Partisipasi aktif dari berbagai elemen masyarakat menunjukkan tingginya kesadaran kolektif terhadap isu kebersihan. World Clean Up Day menjadi momentum penting untuk tidak hanya membersihkan, tetapi juga mengedukasi masyarakat tentang pengelolaan sampah yang benar. Petugas kebersihan bekerja sama dengan relawan untuk memilah sampah yang terkumpul.
Fokus utama aksi ini adalah mengurangi sampah plastik yang mencemari saluran air dan sungai-sungai di Bekasi. Sampah plastik yang tidak terkelola dengan baik seringkali menjadi penyebab utama banjir saat musim hujan. Melalui kegiatan World Clean Up Day ini, diharapkan volume sampah yang berakhir di tempat pembuangan akhir dapat berkurang secara signifikan.

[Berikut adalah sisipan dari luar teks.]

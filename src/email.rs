//! HTML summary email sent at the end of a run.

use lettre::message::header::ContentType;
use lettre::message::Mailbox;
use lettre::transport::smtp::authentication::Credentials;
use lettre::{AsyncSmtpTransport, AsyncTransport, Message, Tokio1Executor};

use crate::config::DriverSettings;
use crate::error::{DriverError, Result};
use crate::plan::EmailSettings;
use crate::report::{RunInfo, RunSummary};

/// Commit hashes that mean "no commit".
const NULL_COMMIT: &str = "00000000";

/// `[<env> <arch> - ]<subject> from <host>[ Commit <hash[..8]>]`
pub fn subject_line(subject: &str, info: &RunInfo) -> String {
    let environment = if info.environment.is_empty() {
        String::new()
    } else {
        format!("{} {} - ", info.environment, info.architecture)
    };
    let commit = match info.commit_hash.as_str() {
        "" | NULL_COMMIT => String::new(),
        hash => format!(" Commit {}", hash.get(..8).unwrap_or(hash)),
    };
    format!("{environment}{subject} from {}{commit}", info.hostname)
}

/// Best effort; falls back to `Unknown`.
pub fn hostname() -> String {
    ["HOSTNAME", "COMPUTERNAME"]
        .iter()
        .filter_map(|var| std::env::var(var).ok())
        .chain(std::fs::read_to_string("/etc/hostname").ok())
        .map(|name| name.trim().to_string())
        .find(|name| !name.is_empty())
        .unwrap_or_else(|| "Unknown".to_string())
}

/// Sends run summaries over SMTP.
pub struct Mailer<'a> {
    email: &'a EmailSettings,
    settings: &'a DriverSettings,
}

impl<'a> Mailer<'a> {
    /// `None` unless subject, sender, SMTP host and recipients are all set.
    pub fn new(email: &'a EmailSettings, settings: &'a DriverSettings) -> Option<Self> {
        if !email.is_complete() {
            tracing::error!("Not sending email since all necessary email info was not provided");
            return None;
        }
        Some(Self { email, settings })
    }

    fn message(&self, summary: &RunSummary) -> Result<Message> {
        let (Some(subject), Some(sender)) = (&self.email.subject, &self.email.sender) else {
            return Err(DriverError::Email("incomplete email settings".into()));
        };
        let from: Mailbox = sender
            .parse()
            .map_err(|e| DriverError::Email(format!("bad sender {sender}: {e}")))?;
        let mut builder = Message::builder()
            .from(from)
            .subject(subject_line(subject, &summary.info))
            .header(ContentType::TEXT_HTML);
        for recipient in &self.email.recipients {
            let to: Mailbox = recipient
                .parse()
                .map_err(|e| DriverError::Email(format!("bad recipient {recipient}: {e}")))?;
            builder = builder.to(to);
        }
        builder
            .body(summary.to_html()?)
            .map_err(|e| DriverError::Email(e.to_string()))
    }

    pub async fn send(&self, summary: &RunSummary) -> Result<()> {
        let message = self.message(summary)?;
        let host = self.email.smtp.as_deref().unwrap_or_default();

        let mut transport = if self.settings.smtp_starttls {
            AsyncSmtpTransport::<Tokio1Executor>::starttls_relay(host)
                .map_err(|e| DriverError::Email(e.to_string()))?
        } else {
            AsyncSmtpTransport::<Tokio1Executor>::builder_dangerous(host)
        }
        .port(self.settings.smtp_port);

        if let (Some(user), Some(pass)) = (&self.settings.smtp_user, &self.settings.smtp_password) {
            transport = transport.credentials(Credentials::new(user.clone(), pass.clone()));
        }

        transport
            .build()
            .send(message)
            .await
            .map_err(|e| DriverError::Email(e.to_string()))?;
        tracing::info!(recipients = self.email.recipients.len(), smtp = host, "summary email sent");
        Ok(())
    }
}

#[cfg(test)]
mod tests {
    use super::*;
    use crate::report::{GroupMap, TestReport, TestSuite};

    fn info(commit: &str, environment: &str) -> RunInfo {
        RunInfo {
            name: "Verification".into(),
            commit_hash: commit.into(),
            environment: environment.into(),
            architecture: "x64".into(),
            hostname: "build01".into(),
        }
    }

    #[test]
    fn subject_with_everything() {
        assert_eq!(
            subject_line("Nightly", &info("0123456789abcdef", "Linux")),
            "Linux x64 - Nightly from build01 Commit 01234567"
        );
    }

    #[test]
    fn subject_without_commit_or_environment() {
        assert_eq!(subject_line("Nightly", &info("", "")), "Nightly from build01");
        assert_eq!(subject_line("Nightly", &info("00000000", "")), "Nightly from build01");
        assert_eq!(subject_line("Nightly", &info("abc", "")), "Nightly from build01 Commit abc");
    }

    #[test]
    fn incomplete_settings_send_nothing() {
        let settings = DriverSettings::default();
        let email = EmailSettings {
            subject: Some("Nightly".into()),
            ..Default::default()
        };
        assert!(Mailer::new(&email, &settings).is_none());
    }

    #[test]
    fn message_carries_html_report() {
        let settings = DriverSettings::default();
        let email = EmailSettings {
            subject: Some("Nightly".into()),
            sender: Some("ci@example.com".into()),
            smtp: Some("smtp.example.com".into()),
            recipients: vec!["a@example.com".into(), "b@example.com".into()],
        };
        let mut report = TestReport::new();
        report.add_suite(TestSuite::new("BasicStandardResults"));
        let summary = RunSummary::new(info("", ""), report, GroupMap::default());

        let mailer = Mailer::new(&email, &settings).unwrap();
        let raw = String::from_utf8(mailer.message(&summary).unwrap().formatted()).unwrap();
        assert!(raw.contains("Subject: Nightly from build01"));
        assert!(raw.contains("a@example.com") && raw.contains("b@example.com"));
        assert!(raw.contains("text/html"));
    }

    #[test]
    fn bad_recipient_is_an_error() {
        let settings = DriverSettings::default();
        let email = EmailSettings {
            subject: Some("Nightly".into()),
            sender: Some("ci@example.com".into()),
            smtp: Some("smtp.example.com".into()),
            recipients: vec!["not an address".into()],
        };
        let summary = RunSummary::new(info("", ""), TestReport::new(), GroupMap::default());
        let mailer = Mailer::new(&email, &settings).unwrap();
        assert!(matches!(mailer.message(&summary), Err(DriverError::Email(_))));
    }
}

Pemerintah Kota Bekasi secara struktural mendukung gerakan ini dengan menyediakan sarana dan prasarana yang memadai. Truk pengangkut, alat kebersihan, dan titik-titik pengumpulan sampah sementara disiapkan di berbagai lokasi strategis. Dukungan logistik ini memastikan bahwa sampah yang terkumpul dapat segera diangkut dan diproses sesuai prosedur yang berlaku.

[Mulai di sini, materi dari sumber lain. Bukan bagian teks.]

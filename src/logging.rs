//! Tracing setup: a terminal layer plus a per-run log file.

use std::path::{Path, PathBuf};
use std::sync::OnceLock;

use anyhow::Result;
use tracing_appender::non_blocking::WorkerGuard;
use tracing_subscriber::filter::EnvFilter;
use tracing_subscriber::fmt;
use tracing_subscriber::layer::{Layer, SubscriberExt};
use tracing_subscriber::util::SubscriberInitExt;

use crate::config::DriverSettings;

const LOG_ENV: &str = "TEST_DRIVER_LOG";

static FILE_GUARD: OnceLock<WorkerGuard> = OnceLock::new();

/// `TEST_DRIVER_LOG`, then `RUST_LOG`, then the settings file.
fn filter(settings: &DriverSettings, verbose: bool) -> EnvFilter {
    let fallback = if verbose { "debug" } else { settings.log_filter.as_str() };
    match std::env::var(LOG_ENV) {
        Ok(directive) => EnvFilter::try_new(&directive).unwrap_or_else(|err| {
            eprintln!("invalid {LOG_ENV} directive ({err}); using {fallback}");
            EnvFilter::new(fallback)
        }),
        Err(_) => EnvFilter::try_from_default_env().unwrap_or_else(|_| EnvFilter::new(fallback)),
    }
}

/// `<run name>.log`, next to the config file.
pub fn log_file_for(run_name: &str) -> PathBuf {
    PathBuf::from(format!("{run_name}.log"))
}

/// Installs the global subscriber. With `log_file` set, every event is
/// also written there, without ANSI colors.
pub fn init(settings: &DriverSettings, verbose: bool, log_file: Option<&Path>) -> Result<()> {
    let terminal = if settings.log_json {
        fmt::layer()
            .with_target(false)
            .json()
            .with_writer(std::io::stderr)
            .boxed()
    } else {
        fmt::layer()
            .with_target(false)
            .with_writer(std::io::stderr)
            .boxed()
    };

    let file = match log_file {
        Some(path) => {
            let dir = path
                .parent()
                .filter(|p| !p.as_os_str().is_empty())
                .unwrap_or_else(|| Path::new("."));
            std::fs::create_dir_all(dir)?;
            let file_name = path
                .file_name()
                .map(|n| n.to_os_string())
                .unwrap_or_else(|| "test-driver.log".into());
            let appender = tracing_appender::rolling::never(dir, file_name);
            let (writer, guard) = tracing_appender::non_blocking(appender);
            let _ = FILE_GUARD.set(guard);
            Some(
                fmt::layer()
                    .with_target(true)
                    .with_ansi(false)
                    .with_writer(writer)
                    .boxed(),
            )
        }
        None => None,
    };

    tracing_subscriber::registry()
        .with(filter(settings, verbose))
        .with(terminal)
        .with(file)
        .try_init()
        .ok();

    tracing::debug!(log_file = ?log_file, "tracing initialised");
    Ok(())
}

Gerakan bersih-bersih ini bukan hanya aksi sehari, tetapi merupakan awal dari kampanye keberlanjutan. Diharapkan semangat yang muncul dari World Clean Up Day dapat diinternalisasi menjadi kebiasaan harian warga Bekasi. Pemilahan sampah dari rumah dan pengurangan penggunaan plastik sekali pakai harus menjadi norma baru di masyarakat.

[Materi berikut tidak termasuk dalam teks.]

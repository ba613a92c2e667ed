//! Test report model shared by comparison output and the run summary.
//!
//! A [`TestReport`] is an ordered list of [`TestSuite`]s. Each comparison
//! writes one report per result file; the summary step reads them back and
//! folds them into a single report grouped by config `@group`.

mod render;
mod summary;

use std::fs;
use std::path::Path;

use serde::{Deserialize, Serialize};

use crate::error::{DriverError, Result};

pub use render::{to_html, to_xml};
pub use summary::{GroupMap, RunInfo, RunSummary, summarize_jobs};

#[derive(Debug, Clone, Default, PartialEq, Serialize, Deserialize)]
pub struct TestCase {
    pub name: String,
    #[serde(default, skip_serializing_if = "Vec::is_empty")]
    pub failures: Vec<String>,
}

impl TestCase {
    pub fn passed(&self) -> bool {
        self.failures.is_empty()
    }
}

#[derive(Debug, Clone, PartialEq, Serialize, Deserialize)]
pub struct TestSuite {
    pub name: String,
    pub performed: bool,
    #[serde(default)]
    pub known_failure: bool,
    #[serde(default, skip_serializing_if = "Vec::is_empty")]
    pub errors: Vec<String>,
    #[serde(default)]
    pub test_cases: Vec<TestCase>,
}

impl TestSuite {
    pub fn new(name: impl Into<String>) -> Self {
        Self {
            name: name.into(),
            performed: true,
            known_failure: false,
            errors: Vec::new(),
            test_cases: Vec::new(),
        }
    }

    /// A suite that could not be run; named after the problem it reports.
    pub fn error(message: impl Into<String>) -> Self {
        let message = message.into();
        Self {
            name: message.clone(),
            performed: false,
            known_failure: false,
            errors: vec![message],
            test_cases: Vec::new(),
        }
    }

    pub fn known_failure(name: impl Into<String>) -> Self {
        Self {
            name: name.into(),
            performed: false,
            known_failure: true,
            errors: Vec::new(),
            test_cases: Vec::new(),
        }
    }

    pub fn failure_count(&self) -> usize {
        self.test_cases.iter().filter(|c| !c.passed()).count() + self.errors.len()
    }

    pub fn passed(&self) -> bool {
        self.performed && self.failure_count() == 0
    }
}

/// Ordered collection of suites, persisted as JSON.
#[derive(Debug, Clone, Default, PartialEq, Serialize, Deserialize)]
pub struct TestReport {
    pub suites: Vec<TestSuite>,
}

impl TestReport {
    pub fn new() -> Self {
        Self::default()
    }

    pub fn add_suite(&mut self, suite: TestSuite) {
        self.suites.push(suite);
    }

    pub fn create_error_suite(&mut self, message: impl Into<String>) {
        self.suites.push(TestSuite::error(message));
    }

    pub fn add_known_suite_failure(&mut self, name: impl Into<String>) {
        self.suites.push(TestSuite::known_failure(name));
    }

    pub fn passed_count(&self) -> usize {
        self.suites.iter().filter(|s| s.passed()).count()
    }

    pub fn known_failure_count(&self) -> usize {
        self.suites.iter().filter(|s| s.known_failure).count()
    }

    pub fn failed_count(&self) -> usize {
        self.suites.len() - self.passed_count() - self.known_failure_count()
    }

    /// Writes the report, creating parent directories as needed.
    pub fn write(&self, path: &Path) -> Result<()> {
        if let Some(parent) = path.parent().filter(|p| !p.as_os_str().is_empty()) {
            fs::create_dir_all(parent)?;
        }
        fs::write(path, serde_json::to_string_pretty(self)?)?;
        Ok(())
    }

    /// Reads a report written by [`TestReport::write`].
    pub fn read(path: &Path) -> Result<Self> {
        let contents = fs::read_to_string(path)?;
        serde_json::from_str(&contents).map_err(|e| {
            DriverError::Report(format!("{} is not a test report: {e}", path.display()))
        })
    }
}

#[cfg(test)]
mod tests {
    use super::*;
    use tempfile::tempdir;

    fn failing_suite() -> TestSuite {
        let mut suite = TestSuite::new("HeartRate");
        suite.test_cases.push(TestCase {
            name: "HeartRate(1/min)".into(),
            failures: vec!["max difference 4.1% exceeds 2%".into()],
        });
        suite.test_cases.push(TestCase {
            name: "MeanArterialPressure(mmHg)".into(),
            failures: vec![],
        });
        suite
    }

    #[test]
    fn suite_pass_rules() {
        assert!(TestSuite::new("Empty").passed());
        assert!(!failing_suite().passed());
        assert_eq!(failing_suite().failure_count(), 1);
        assert!(!TestSuite::error("boom").passed());
        assert!(!TestSuite::known_failure("Known").passed());
    }

    #[test]
    fn report_counts() {
        let mut report = TestReport::new();
        report.add_suite(TestSuite::new("Good"));
        report.add_suite(failing_suite());
        report.add_known_suite_failure("Known");
        report.create_error_suite("Unable to find file x to summarize");
        assert_eq!(report.passed_count(), 1);
        assert_eq!(report.known_failure_count(), 1);
        assert_eq!(report.failed_count(), 2);
    }

    #[test]
    fn write_then_read() {
        let dir = tempdir().unwrap();
        let path = dir.path().join("nested/PatientReport.json");
        let mut report = TestReport::new();
        report.add_suite(failing_suite());
        report.write(&path).unwrap();
        assert_eq!(TestReport::read(&path).unwrap(), report);
    }

    #[test]
    fn read_rejects_other_documents() {
        let dir = tempdir().unwrap();
        let path = dir.path().join("other.json");
        fs::write(&path, r#"{"patient":"StandardMale"}"#).unwrap();
        let err = TestReport::read(&path).unwrap_err();
        assert!(err.to_string().contains("is not a test report"));
    }
}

ASN yang ikut serta dalam kegiatan ini memberikan contoh nyata tentang pentingnya tanggung jawab lingkungan. Keterlibatan mereka menunjukkan bahwa isu kebersihan adalah tanggung jawab bersama, bukan hanya tugas dinas terkait. Kolaborasi antara birokrasi dan masyarakat sipil adalah kunci sukses untuk mewujudkan kota yang benar-benar bersih.
Selain membersihkan, kegiatan ini juga dimanfaatkan untuk menanam pohon di beberapa area kritis. Penanaman pohon berfungsi sebagai upaya penghijauan dan pencegahan erosi tanah di sekitar bantaran sungai. Ini adalah langkah holistik yang menggabungkan aksi kebersihan langsung dengan upaya konservasi alam jangka panjang di wilayah tersebut.
Dengan suksesnya perayaan World Clean Up Day di Bekasi, kota ini mengirimkan pesan kuat tentang komitmennya terhadap lingkungan yang sehat. Kesadaran lingkungan yang terus meningkat ini akan membawa Bekasi menuju kota yang lestari, nyaman ditinggali, dan bebas dari masalah sampah. Langkah kolektif ini adalah warisan terbaik untuk generasi mendatang.